# TASK TO CARRY OUT
Look below for the line containing "boxes after NMS." and the line containing "let cx = anchor[0]"; repeat exactly those two lines and all lines between them, and nothing else.

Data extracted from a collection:
★ ★ ★ ★
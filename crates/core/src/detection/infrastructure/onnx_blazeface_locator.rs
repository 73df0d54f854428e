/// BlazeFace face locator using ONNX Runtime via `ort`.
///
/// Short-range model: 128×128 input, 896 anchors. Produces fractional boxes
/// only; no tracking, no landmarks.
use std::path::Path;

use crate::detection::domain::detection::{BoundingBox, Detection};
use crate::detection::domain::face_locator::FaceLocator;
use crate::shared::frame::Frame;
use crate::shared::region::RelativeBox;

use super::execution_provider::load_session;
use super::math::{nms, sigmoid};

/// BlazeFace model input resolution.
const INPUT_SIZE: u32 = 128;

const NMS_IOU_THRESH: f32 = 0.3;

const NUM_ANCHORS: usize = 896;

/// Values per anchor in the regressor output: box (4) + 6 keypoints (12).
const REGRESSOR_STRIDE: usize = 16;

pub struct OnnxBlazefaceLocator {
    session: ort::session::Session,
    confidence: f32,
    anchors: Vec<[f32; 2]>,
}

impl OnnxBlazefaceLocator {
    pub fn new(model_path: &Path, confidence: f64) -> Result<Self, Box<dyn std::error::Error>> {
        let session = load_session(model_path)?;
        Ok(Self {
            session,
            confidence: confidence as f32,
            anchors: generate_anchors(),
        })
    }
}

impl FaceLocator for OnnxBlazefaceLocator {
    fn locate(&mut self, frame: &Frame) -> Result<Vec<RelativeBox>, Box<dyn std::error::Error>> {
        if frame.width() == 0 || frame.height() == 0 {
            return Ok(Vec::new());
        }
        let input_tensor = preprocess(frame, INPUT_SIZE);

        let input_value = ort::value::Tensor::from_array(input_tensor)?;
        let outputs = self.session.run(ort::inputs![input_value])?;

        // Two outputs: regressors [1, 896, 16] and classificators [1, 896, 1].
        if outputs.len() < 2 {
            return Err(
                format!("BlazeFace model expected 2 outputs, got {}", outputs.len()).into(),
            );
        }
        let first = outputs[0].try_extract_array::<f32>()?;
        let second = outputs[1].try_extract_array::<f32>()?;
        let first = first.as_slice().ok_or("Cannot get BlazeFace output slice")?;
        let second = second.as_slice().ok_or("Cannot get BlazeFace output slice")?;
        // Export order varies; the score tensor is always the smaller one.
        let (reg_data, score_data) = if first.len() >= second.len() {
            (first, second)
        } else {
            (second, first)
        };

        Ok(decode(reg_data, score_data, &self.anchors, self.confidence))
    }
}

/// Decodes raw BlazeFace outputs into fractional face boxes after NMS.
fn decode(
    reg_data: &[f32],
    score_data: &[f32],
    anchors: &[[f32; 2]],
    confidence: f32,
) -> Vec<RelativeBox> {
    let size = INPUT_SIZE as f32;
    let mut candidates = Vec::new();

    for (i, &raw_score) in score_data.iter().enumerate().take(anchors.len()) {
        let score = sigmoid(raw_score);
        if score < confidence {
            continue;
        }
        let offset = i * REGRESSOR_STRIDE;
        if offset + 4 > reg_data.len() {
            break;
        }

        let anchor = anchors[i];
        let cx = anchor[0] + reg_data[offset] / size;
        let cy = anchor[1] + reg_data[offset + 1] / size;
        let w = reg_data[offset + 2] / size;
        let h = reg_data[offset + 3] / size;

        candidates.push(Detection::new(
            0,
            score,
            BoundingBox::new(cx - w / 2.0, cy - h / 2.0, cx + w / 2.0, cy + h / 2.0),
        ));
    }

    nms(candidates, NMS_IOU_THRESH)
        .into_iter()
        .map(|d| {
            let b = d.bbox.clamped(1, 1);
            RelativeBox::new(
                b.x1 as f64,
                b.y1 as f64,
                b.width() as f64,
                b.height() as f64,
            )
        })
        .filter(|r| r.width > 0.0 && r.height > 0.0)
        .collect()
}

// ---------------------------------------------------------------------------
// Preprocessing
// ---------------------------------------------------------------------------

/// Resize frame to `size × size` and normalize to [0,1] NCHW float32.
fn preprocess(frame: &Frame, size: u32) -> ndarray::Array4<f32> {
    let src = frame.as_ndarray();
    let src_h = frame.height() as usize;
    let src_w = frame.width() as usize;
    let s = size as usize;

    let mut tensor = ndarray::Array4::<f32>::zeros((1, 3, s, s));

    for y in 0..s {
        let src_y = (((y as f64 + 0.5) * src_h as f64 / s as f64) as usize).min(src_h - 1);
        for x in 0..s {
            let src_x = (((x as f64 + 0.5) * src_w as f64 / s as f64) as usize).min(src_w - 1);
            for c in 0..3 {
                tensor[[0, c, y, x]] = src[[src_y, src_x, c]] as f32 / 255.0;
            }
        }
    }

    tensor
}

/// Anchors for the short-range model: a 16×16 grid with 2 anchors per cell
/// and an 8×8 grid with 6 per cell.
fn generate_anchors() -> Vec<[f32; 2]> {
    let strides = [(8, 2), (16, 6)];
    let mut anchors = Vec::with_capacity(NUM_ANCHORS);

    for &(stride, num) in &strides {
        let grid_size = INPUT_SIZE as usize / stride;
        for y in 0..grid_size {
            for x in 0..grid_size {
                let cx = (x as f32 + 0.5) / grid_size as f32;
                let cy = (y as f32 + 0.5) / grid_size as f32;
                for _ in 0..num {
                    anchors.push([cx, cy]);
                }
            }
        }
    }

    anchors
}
★ ★ ★ ★
# SOLUTION FOR THIS PROBLEM
/// Decodes raw BlazeFace outputs into fractional face boxes after NMS.
fn decode(
    reg_data: &[f32],
    score_data: &[f32],
    anchors: &[[f32; 2]],
    confidence: f32,
) -> Vec<RelativeBox> {
    let size = INPUT_SIZE as f32;
    let mut candidates = Vec::new();

    for (i, &raw_score) in score_data.iter().enumerate().take(anchors.len()) {
        let score = sigmoid(raw_score);
        if score < confidence {
            continue;
        }
        let offset = i * REGRESSOR_STRIDE;
        if offset + 4 > reg_data.len() {
            break;
        }

        let anchor = anchors[i];
        let cx = anchor[0] + reg_data[offset] / size;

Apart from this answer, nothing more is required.